In its response[2], NPS questions both our methodology and our data sources. We are pleased to engage NPS in a thoughtful dialogue about One Newark; however, their rebuttal unfortunately confirms many of our conclusions about the plan, and refuses to even acknowledge many of our critiques.
Rather than answer NPS’s criticisms point-by-point, we take this opportunity to focus on the larger issues NPS raises about our brief, addressing specific arguments within the body of this response. It is our intention here to further the dialogue about One Newark in the hopes that NPS will move toward a position of transparency and engagement with stakeholders, both in and out of Newark.
Conclusions
We are pleased that “An Empirical Critique of One Newark” has generated a response from the Newark Public Schools administration. We have watched over the last few months as the topic of the One Newark plan has generated strong reactions from stakeholders both in and out of Newark. Given the changes that One Newark will bring – changes that even NPS agrees are profound and far-reaching – a measured, careful analysis of the rationale and consequences of these changes is clearly necessary.

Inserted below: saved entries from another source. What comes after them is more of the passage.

//! Navigation tree ingestion.
//!
//! Sidebar descriptions arrive loosely shaped: children may be strings or
//! objects, and which optional fields are present decides what a node is.
//! [`parse_sidebar`] resolves that shape once into [`NavNode`] so rendering
//! can match exhaustively.

use serde_json::{Map, Value};

/// A resolved navigation node.
///
/// `items` is `Some` whenever the source node carried an `items` array, even
/// an empty one; nested nodes render one heading level deeper.
#[derive(Debug, Clone, PartialEq, Eq)]
pub enum NavNode {
    /// A labelled node without a link: renders as a heading.
    HeadingGroup {
        label: String,
        slug: Option<String>,
        items: Option<Vec<NavNode>>,
    },

    /// A node with a link.
    LinkLeaf {
        label: Option<String>,
        link: String,
        slug: Option<String>,
        items: Option<Vec<NavNode>>,
    },

    /// A node addressed by slug, with neither label nor link.
    SlugLeaf {
        slug: String,
        items: Option<Vec<NavNode>>,
    },

    /// Children only.
    Group { items: Vec<NavNode> },

    /// A bare string child.
    RawLeaf { slug: String },
}

/// Errors that can occur when reading a sidebar description.
#[derive(Debug, thiserror::Error, PartialEq, Eq)]
pub enum NavError {
    #[error("Sidebar must be an array, found {0}")]
    NotAnArray(&'static str),
}

impl NavNode {
    /// Resolve an object node. Returns `None` for values that carry no
    /// label, link, slug or items.
    pub fn from_value(value: &Value) -> Option<Self> {
        let object = value.as_object()?;

        let link = string_field(object, "link");
        // A link of any other truthy kind still suppresses the heading.
        let label = if link.is_none() && object.get("link").is_some_and(is_truthy) {
            None
        } else {
            string_field(object, "label")
        };
        let slug = string_field(object, "slug");
        let items = object
            .get("items")
            .and_then(Value::as_array)
            .map(|children| children.iter().filter_map(Self::from_child).collect());

        let node = match (link, label, slug, items) {
            (Some(link), label, slug, items) => NavNode::LinkLeaf {
                label,
                link,
                slug,
                items,
            },
            (None, Some(label), slug, items) => NavNode::HeadingGroup { label, slug, items },
            (None, None, Some(slug), items) => NavNode::SlugLeaf { slug, items },
            (None, None, None, Some(items)) => NavNode::Group { items },
            (None, None, None, None) => {
                tracing::debug!("Skipping sidebar entry without label, link, slug or items");
                return None;
            }
        };

        Some(node)
    }

    fn from_child(value: &Value) -> Option<Self> {
        match value {
            Value::String(slug) => Some(NavNode::RawLeaf { slug: slug.clone() }),
            Value::Object(_) => Self::from_value(value),
            other => {
                tracing::debug!("Skipping sidebar child of type {}", type_name(other));
                None
            }
        }
    }

    /// Whether the source node carried an `items` array.
    pub fn has_items(&self) -> bool {
        match self {
            NavNode::HeadingGroup { items, .. }
            | NavNode::LinkLeaf { items, .. }
            | NavNode::SlugLeaf { items, .. } => items.is_some(),
            NavNode::Group { .. } => true,
            NavNode::RawLeaf { .. } => false,
        }
    }
}

/// Resolve a sidebar description.
///
/// Top-level entries must be objects; anything else contributes nothing.
pub fn parse_sidebar(value: &Value) -> Result<Vec<NavNode>, NavError> {
    let entries = value
        .as_array()
        .ok_or_else(|| NavError::NotAnArray(type_name(value)))?;

    Ok(entries.iter().filter_map(NavNode::from_value).collect())
}

/// Non-empty string field; other types count as absent.
fn string_field(object: &Map<String, Value>, key: &str) -> Option<String> {
    object
        .get(key)
        .and_then(Value::as_str)
        .filter(|s| !s.is_empty())
        .map(str::to_string)
}

/// Loose truthiness as sidebar authors write it: `null`, `false`, `0` and
/// `""` are falsy.
fn is_truthy(value: &Value) -> bool {
    match value {
        Value::Null => false,
        Value::Bool(b) => *b,
        Value::Number(n) => n.as_f64().is_some_and(|f| f != 0.0),
        Value::String(s) => !s.is_empty(),
        Value::Array(_) | Value::Object(_) => true,
    }
}

fn type_name(value: &Value) -> &'static str {
    match value {
        Value::Null => "null",
        Value::Bool(_) => "boolean",
        Value::Number(_) => "number",
        Value::String(_) => "string",
        Value::Array(_) => "array",
        Value::Object(_) => "object",
    }
}

#[cfg(test)]
mod tests {
    use super::*;
    use pretty_assertions::assert_eq;
    use serde_json::json;

    #[test]
    fn resolves_node_kinds() {
        let sidebar = json!([
            { "label": "Guides", "items": [
                { "label": "Start", "link": "/guides/start" },
                "guides/raw",
                { "slug": "guides/slugged" }
            ]},
            { "link": "/about" }
        ]);

        let nodes = parse_sidebar(&sidebar).unwrap();

        assert_eq!(
            nodes,
            vec![
                NavNode::HeadingGroup {
                    label: "Guides".to_string(),
                    slug: None,
                    items: Some(vec![
                        NavNode::LinkLeaf {
                            label: Some("Start".to_string()),
                            link: "/guides/start".to_string(),
                            slug: None,
                            items: None,
                        },
                        NavNode::RawLeaf {
                            slug: "guides/raw".to_string()
                        },
                        NavNode::SlugLeaf {
                            slug: "guides/slugged".to_string(),
                            items: None,
                        },
                    ]),
                },
                NavNode::LinkLeaf {
                    label: None,
                    link: "/about".to_string(),
                    slug: None,
                    items: None,
                },
            ]
        );
    }

    #[test]
    fn drops_entries_without_content() {
        let sidebar = json!([
            { "icon": "star" },
            "top-level-string",
            { "label": "" },
            { "label": "Auto", "autogenerate": { "directory": "reference" } }
        ]);

        let nodes = parse_sidebar(&sidebar).unwrap();

        assert_eq!(
            nodes,
            vec![NavNode::HeadingGroup {
                label: "Auto".to_string(),
                slug: None,
                items: None,
            }]
        );
    }

    #[test]
    fn non_string_link_suppresses_heading() {
        assert_eq!(NavNode::from_value(&json!({ "label": "Odd", "link": 42 })), None);
        assert_eq!(
            NavNode::from_value(&json!({ "label": "Odd", "link": true, "items": ["a"] })),
            Some(NavNode::Group {
                items: vec![NavNode::RawLeaf { slug: "a".into() }]
            })
        );
        assert_eq!(
            NavNode::from_value(&json!({ "label": "Odd", "link": { "href": "/x" }, "slug": "odd" })),
            Some(NavNode::SlugLeaf {
                slug: "odd".into(),
                items: None
            })
        );
    }

    #[test]
    fn falsy_link_keeps_heading() {
        for link in [json!(null), json!(false), json!(0), json!("")] {
            let node = NavNode::from_value(&json!({ "label": "Kept", "link": link })).unwrap();

            assert!(matches!(node, NavNode::HeadingGroup { .. }), "link {link}");
        }
    }

    #[test]
    fn empty_items_still_mark_nesting() {
        let node = NavNode::from_value(&json!({ "label": "Empty", "items": [] })).unwrap();

        assert!(node.has_items());
        assert!(!NavNode::RawLeaf { slug: "a".into() }.has_items());
    }

    #[test]
    fn rejects_non_array_sidebar() {
        assert_eq!(
            parse_sidebar(&json!({ "label": "x" })),
            Err(NavError::NotAnArray("object"))
        );
    }
}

Our conclusions are informed by public data using standard statistical methods. We labor to make our results replicable and understandable: we believe it is a testament to our work that NPS was able to respond to “An Empirical Critique” without any questions as to why we reached the conclusions that we did, even if they disagreed with those conclusions.
We believe it is time for NPS to make a similar commitment to transparency in their own formulations of policy. Despite their protestations, we are still no closer to understanding how NPS classified particular schools than we were before. We still do not know NPS’s rationale for why three particular schools are being taken over by two particular CMOs. We still do not know why staff at particular schools face an employment consequence while staff at other schools do not. We don’t know why NPS proposes to divest particular facilities to particular parties.
Backwards-engineering a rationale for One Newark does not contribute to transparency. Using flawed measures like averaged scale scores does not increase stakeholders’ faith in NPS’s ability to justify its plan. Engaging in poor statistical practice does not lead to confidence in NPS’s judgments. And failing to fulfill legal obligations to release data in a timely manner does not encourage a candid exchange of views.
We agree that the educational outcomes of Newark’s students are not acceptable, and that change is needed in the lives of Newark’s deserving children. Whether that change can come solely, or even primarily, through the policies of a state-run school district is an open question. We heartily agree, however, that school policies certainly matter, and Newark should constantly strive to make its schools better, even in the face of seemingly insurmountable problems whose solutions lie outside the purview of the public schools.
But no change can come unless and until an open dialogue about education takes place in front of a well-informed public, where all stakeholders have access to the inner working of the mechanisms that generate policies. If our briefs have compelled NPS to begin to engage in this dialogue, we will consider our time analyzing One Newark to have been well spent.